■ What you are asked to do: Your answer should consist of each line below that contains the string "over".

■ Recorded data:
....................

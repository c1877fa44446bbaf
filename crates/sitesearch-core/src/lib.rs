//! The in-memory indexes and the search orchestrator.
//!
//! [`Index`] owns everything built at startup: a [`Trie`] mapping every word
//! to its postings, a directed [`Graph`] of the links between documents, and
//! the append-only document table that assigns [`DocumentId`]s. Queries are
//! parsed by the `query-parser` crate, evaluated once over posting lists to
//! find the matching documents and once per match over occurrence counts to
//! rank them.

mod error;
mod graph;
mod index;
mod trie;

use std::collections::BTreeMap;

pub use error::Error;
pub use graph::{Direction, Edge, EdgeId, Graph, GraphError, Vertex, VertexId};
pub use index::{DocumentParser, Index, ParsedDocument, SearchResult};
pub use trie::{NodeId, Trie, TrieNode};

pub type Result<T> = std::result::Result<T, Error>;

/// Identifier of an indexed document: its insertion index in the table.
pub type DocumentId = u32;

/// Token position inside a document.
pub type Position = u32;

/// For one word: where it occurs, per document, in token order.
pub type Postings = BTreeMap<DocumentId, Vec<Position>>;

....................

■ Expected answer:
//! parsed by the `query-parser` crate, evaluated once over posting lists to
//! find the matching documents and once per match over occurrence counts to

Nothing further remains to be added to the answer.